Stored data
++++++++

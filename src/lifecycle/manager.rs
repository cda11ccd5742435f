//! Model lifecycle manager
//!
//! Owns the lifecycle state and the loaded runtime. A load walks
//! Downloading -> Loading -> Ready, publishing progress on the bus at every
//! step. Only one load or download sequence runs at a time; a second request
//! fails fast with [`Error::AlreadyLoading`] instead of queuing.

use crate::error::{Error, Result};
use crate::inference::engine::{ContextParams, EngineError, InferenceEngine, ModelParams};
use crate::inference::session::ChatSession;
use crate::lifecycle::progress::{ListenerError, ProgressBus, Subscription};
use crate::lifecycle::runtime::{ModelRuntime, RuntimeSlot};
use crate::lifecycle::state::{LifecyclePhase, LifecycleSnapshot, LifecycleState};
use crate::storage::catalog::ModelCatalog;
use crate::storage::downloader::{ArtifactFetcher, Downloader};
use crate::storage::integrity::IntegrityChecker;
use crate::storage::settings::Settings;
use crate::types::{ModelDescriptor, ModelListing, ProgressEvent};
use std::sync::atomic::{AtomicBool, AtomicU8, Ordering};
use std::sync::{Arc, Mutex, RwLock};
use tokio::sync::mpsc;
use tokio::task::JoinHandle;

/// Download share of the load progress range
const DOWNLOAD_BAND: (u8, u8) = (0, 50);
const LOAD_STARTED: u8 = 50;
const CONTEXT_STARTED: u8 = 75;

/// Held for the duration of a load, download or unload sequence
struct SequenceGuard<'a> {
    flag: &'a AtomicBool,
}

impl<'a> SequenceGuard<'a> {
    fn acquire(flag: &'a AtomicBool) -> Result<Self> {
        flag.compare_exchange(false, true, Ordering::AcqRel, Ordering::Acquire)
            .map_err(|_| Error::AlreadyLoading)?;
        Ok(Self { flag })
    }
}

impl Drop for SequenceGuard<'_> {
    fn drop(&mut self) {
        self.flag.store(false, Ordering::Release);
    }
}

/// A load running in the background, with its progress feed
pub struct LoadTask {
    pub events: mpsc::UnboundedReceiver<ProgressEvent>,
    pub handle: JoinHandle<Result<()>>,
}

pub struct LifecycleManager {
    settings: Settings,
    catalog: ModelCatalog,
    integrity: IntegrityChecker,
    fetcher: Arc<dyn ArtifactFetcher>,
    engine: Arc<dyn InferenceEngine>,
    bus: ProgressBus,
    state: RwLock<LifecycleState>,
    in_flight: AtomicBool,
    downloading: Mutex<Option<String>>,
    runtime: RuntimeSlot,
}

impl LifecycleManager {
    /// Manager over the built-in catalog and the HTTP downloader
    pub fn new(mut settings: Settings, engine: Arc<dyn InferenceEngine>) -> Result<Self> {
        settings.validate();
        let fetcher = Arc::new(Downloader::from_settings(&settings)?);
        Ok(Self::with_components(settings, ModelCatalog::builtin(), fetcher, engine))
    }

    pub fn with_components(
        settings: Settings,
        catalog: ModelCatalog,
        fetcher: Arc<dyn ArtifactFetcher>,
        engine: Arc<dyn InferenceEngine>,
    ) -> Self {
        let integrity = IntegrityChecker::new(&settings.models_directory, settings.integrity);
        Self {
            settings,
            catalog,
            integrity,
            fetcher,
            engine,
            bus: ProgressBus::new(),
            state: RwLock::new(LifecycleState::default()),
            in_flight: AtomicBool::new(false),
            downloading: Mutex::new(None),
            runtime: RuntimeSlot::default(),
        }
    }

    pub fn settings(&self) -> &Settings {
        &self.settings
    }

    pub fn catalog(&self) -> &ModelCatalog {
        &self.catalog
    }

    pub fn bus(&self) -> &ProgressBus {
        &self.bus
    }

    pub fn subscribe<F>(&self, listener: F) -> Subscription
    where
        F: Fn(&ProgressEvent) -> std::result::Result<(), ListenerError> + Send + Sync + 'static,
    {
        self.bus.subscribe(listener)
    }

    pub(crate) fn runtime(&self) -> RuntimeSlot {
        self.runtime.clone()
    }

    /// Prepare the models directory and the engine backend
    pub async fn initialize(&self) -> Result<()> {
        tokio::fs::create_dir_all(&self.settings.models_directory).await?;

        if !self.engine.is_initialized() {
            let engine = self.engine.clone();
            tokio::task::spawn_blocking(move || engine.init())
                .await
                .map_err(|e| EngineError::BackendInit(e.to_string()))??;
            tracing::info!("Inference engine '{}' initialized", self.engine.name());
        }

        self.update_state(|s| {
            if s.phase == LifecyclePhase::Uninitialized {
                s.enter(LifecyclePhase::Idle, 0);
            }
        });
        Ok(())
    }

    /// Make `model_id` the ready model, downloading it first if needed
    pub async fn request_load(&self, model_id: &str) -> Result<()> {
        // Loading the ready model is a no-op even while a download runs
        if self.read_state().is_ready_with(model_id) {
            tracing::debug!("Model {} already loaded", model_id);
            return Ok(());
        }

        let _guard = SequenceGuard::acquire(&self.in_flight)?;
        if self.read_state().is_ready_with(model_id) {
            return Ok(());
        }

        let descriptor = self.descriptor(model_id)?;
        match self.load_sequence(&descriptor).await {
            Ok(()) => Ok(()),
            Err(e) => {
                tracing::warn!("Loading {} failed: {}", model_id, e);
                self.update_state(|s| s.failed(e.to_string()));
                self.bus.publish(&ProgressEvent::error(model_id, e.to_string()));
                Err(e)
            }
        }
    }

    /// Start a load on the runtime and return its progress feed
    pub fn spawn_load(self: &Arc<Self>, model_id: impl Into<String>) -> LoadTask {
        // Pruned from the bus once `events` is dropped
        let (_subscription, events) = self.bus.subscribe_channel();
        let manager = self.clone();
        let model_id = model_id.into();
        let handle = tokio::spawn(async move { manager.request_load(&model_id).await });
        LoadTask { events, handle }
    }

    /// Fetch an artifact without loading it
    pub async fn request_download(&self, model_id: &str) -> Result<()> {
        let _guard = SequenceGuard::acquire(&self.in_flight)?;
        let descriptor = self.descriptor(model_id)?;
        tokio::fs::create_dir_all(&self.settings.models_directory).await?;

        // A ready model stays usable while another artifact downloads
        let keep_phase = self.read_state().phase == LifecyclePhase::Ready;
        if !keep_phase {
            self.update_state(|s| s.enter(LifecyclePhase::Downloading, 0));
        }

        match self.fetch_artifact(&descriptor, (0, 100)).await {
            Ok(path) => {
                tracing::info!("Model {} available at {:?}", model_id, path);
                if !keep_phase {
                    self.update_state(|s| s.enter(LifecyclePhase::Idle, 0));
                }
                Ok(())
            }
            Err(e) => {
                tracing::warn!("Downloading {} failed: {}", model_id, e);
                let message = e.to_string();
                self.update_state(|s| {
                    if keep_phase {
                        s.last_error = Some(message.clone());
                    } else {
                        s.failed(message.clone());
                    }
                });
                self.bus.publish(&ProgressEvent::error(model_id, message));
                Err(e)
            }
        }
    }

    /// Release the loaded model. Waits for a running inference call.
    pub async fn request_unload(&self) -> Result<()> {
        let _guard = SequenceGuard::acquire(&self.in_flight)?;
        self.unload_runtime().await;
        Ok(())
    }

    /// Point-in-time view of the lifecycle
    pub fn status(&self) -> LifecycleSnapshot {
        let state = self.read_state();
        LifecycleSnapshot {
            initialized: self.engine.is_initialized(),
            model_loaded: state.phase == LifecyclePhase::Ready,
            current_model_id: state.current_model_id,
            is_loading: self.in_flight.load(Ordering::Acquire),
            progress_percent: state.progress_percent,
            storage_directory: self.settings.models_directory.clone(),
            phase: state.phase,
            last_error: state.last_error,
        }
    }

    /// Catalog models with their on-disk state, in catalog order
    pub fn list_models(&self) -> Vec<ModelListing> {
        let current = self.read_state().current_model_id;
        let downloading = self.downloading_id();

        self.catalog
            .models()
            .iter()
            .map(|descriptor| ModelListing {
                file_state: self.integrity.file_state(descriptor),
                is_current: current.as_deref() == Some(descriptor.id.as_str()),
                is_downloading: downloading.as_deref() == Some(descriptor.id.as_str()),
                descriptor: descriptor.clone(),
            })
            .collect()
    }

    /// Remove a downloaded artifact that is neither loaded nor downloading
    pub async fn delete_model(&self, model_id: &str) -> Result<()> {
        let descriptor = self.descriptor(model_id)?;
        if self.read_state().current_model_id.as_deref() == Some(model_id)
            || self.downloading_id().as_deref() == Some(model_id)
        {
            return Err(Error::ModelInUse(model_id.to_string()));
        }

        let path = self.integrity.artifact_path(&descriptor);
        match tokio::fs::remove_file(&path).await {
            Ok(()) => {
                tracing::info!("Deleted model file {:?}", path);
                Ok(())
            }
            Err(e) if e.kind() == std::io::ErrorKind::NotFound => Ok(()),
            Err(e) => Err(e.into()),
        }
    }

    async fn load_sequence(&self, descriptor: &ModelDescriptor) -> Result<()> {
        let model_id = descriptor.id.as_str();

        self.unload_runtime().await;
        self.initialize().await?;

        self.update_state(|s| s.enter(LifecyclePhase::Downloading, DOWNLOAD_BAND.0));
        let path = self.fetch_artifact(descriptor, DOWNLOAD_BAND).await?;

        self.update_state(|s| s.enter(LifecyclePhase::Loading, LOAD_STARTED));
        self.bus.publish(&ProgressEvent::loading(model_id, LOAD_STARTED));
        tracing::info!("Loading model {} from {:?}", model_id, path);

        let engine = self.engine.clone();
        let model_params = ModelParams {
            gpu_layers: self.settings.gpu_layers,
        };
        let model = tokio::task::spawn_blocking(move || engine.load_model(&path, &model_params))
            .await
            .map_err(|e| EngineError::LoadFailed(e.to_string()))??;

        self.update_state(|s| s.progress_percent = CONTEXT_STARTED);
        self.bus.publish(&ProgressEvent::loading(model_id, CONTEXT_STARTED));

        let handle = model.clone();
        let context_params = ContextParams {
            context_size: self.settings.context_size,
            embeddings: false,
        };
        let context = tokio::task::spawn_blocking(move || handle.create_context(&context_params))
            .await
            .map_err(|e| EngineError::ContextFailed(e.to_string()))??;

        let session = ChatSession::new(
            self.settings.system_prompt.clone(),
            self.settings.max_history_messages,
        );
        *self.runtime.lock().await = Some(ModelRuntime::new(model_id, model, context, session));

        self.update_state(|s| s.ready(model_id));
        self.bus.publish(&ProgressEvent::loaded(model_id));
        tracing::info!("Model {} ready", model_id);
        Ok(())
    }

    /// Run the fetcher, mapping its 0-100 progress into `band`
    async fn fetch_artifact(&self, descriptor: &ModelDescriptor, band: (u8, u8)) -> Result<std::path::PathBuf> {
        let model_id = descriptor.id.as_str();
        let (start, end) = band;
        let last = AtomicU8::new(start);
        self.bus.publish(&ProgressEvent::download(model_id, start));

        let on_progress = |percent: u8| {
            let span = u16::from(end - start);
            let mapped = start + (u16::from(percent.min(100)) * span / 100) as u8;
            if last.swap(mapped, Ordering::Relaxed) == mapped {
                return;
            }
            self.update_state(|s| {
                if s.phase == LifecyclePhase::Downloading {
                    s.progress_percent = mapped;
                }
            });
            self.bus.publish(&ProgressEvent::download(model_id, mapped));
        };

        self.set_downloading(Some(model_id));
        let result = self.fetcher.fetch(descriptor, &on_progress).await;
        self.set_downloading(None);
        result
    }

    /// Tear down the runtime if one is loaded. Waits for the runtime lock,
    /// so a running inference call finishes first.
    async fn unload_runtime(&self) {
        let mut slot = self.runtime.lock().await;
        let Some(mut runtime) = slot.take() else {
            return;
        };
        let model_id = runtime.model_id().to_string();
        runtime.release();
        drop(slot);

        self.update_state(|s| {
            if s.phase == LifecyclePhase::Ready {
                s.enter(LifecyclePhase::Idle, 0);
            }
        });
        self.bus.publish(&ProgressEvent::unloaded(&model_id));
        tracing::info!("Model {} unloaded", model_id);
    }

    fn descriptor(&self, model_id: &str) -> Result<ModelDescriptor> {
        self.catalog
            .get(model_id)
            .cloned()
            .ok_or_else(|| Error::UnknownModel(model_id.to_string()))
    }

    fn read_state(&self) -> LifecycleState {
        match self.state.read() {
            Ok(state) => state.clone(),
            Err(poisoned) => poisoned.into_inner().clone(),
        }
    }

    fn update_state(&self, f: impl FnOnce(&mut LifecycleState)) {
        match self.state.write() {
            Ok(mut state) => f(&mut state),
            Err(poisoned) => f(&mut poisoned.into_inner()),
        }
    }

    fn downloading_id(&self) -> Option<String> {
        match self.downloading.lock() {
            Ok(id) => id.clone(),
            Err(poisoned) => poisoned.into_inner().clone(),
        }
    }

    fn set_downloading(&self, model_id: Option<&str>) {
        match self.downloading.lock() {
            Ok(mut id) => *id = model_id.map(str::to_string),
            Err(poisoned) => *poisoned.into_inner() = model_id.map(str::to_string),
        }
    }
}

++++++++

**Exercise directions**
Go through the entries above and count the lines with the word "ModelRuntime", then give only that number.

**Reply to the exercise**
2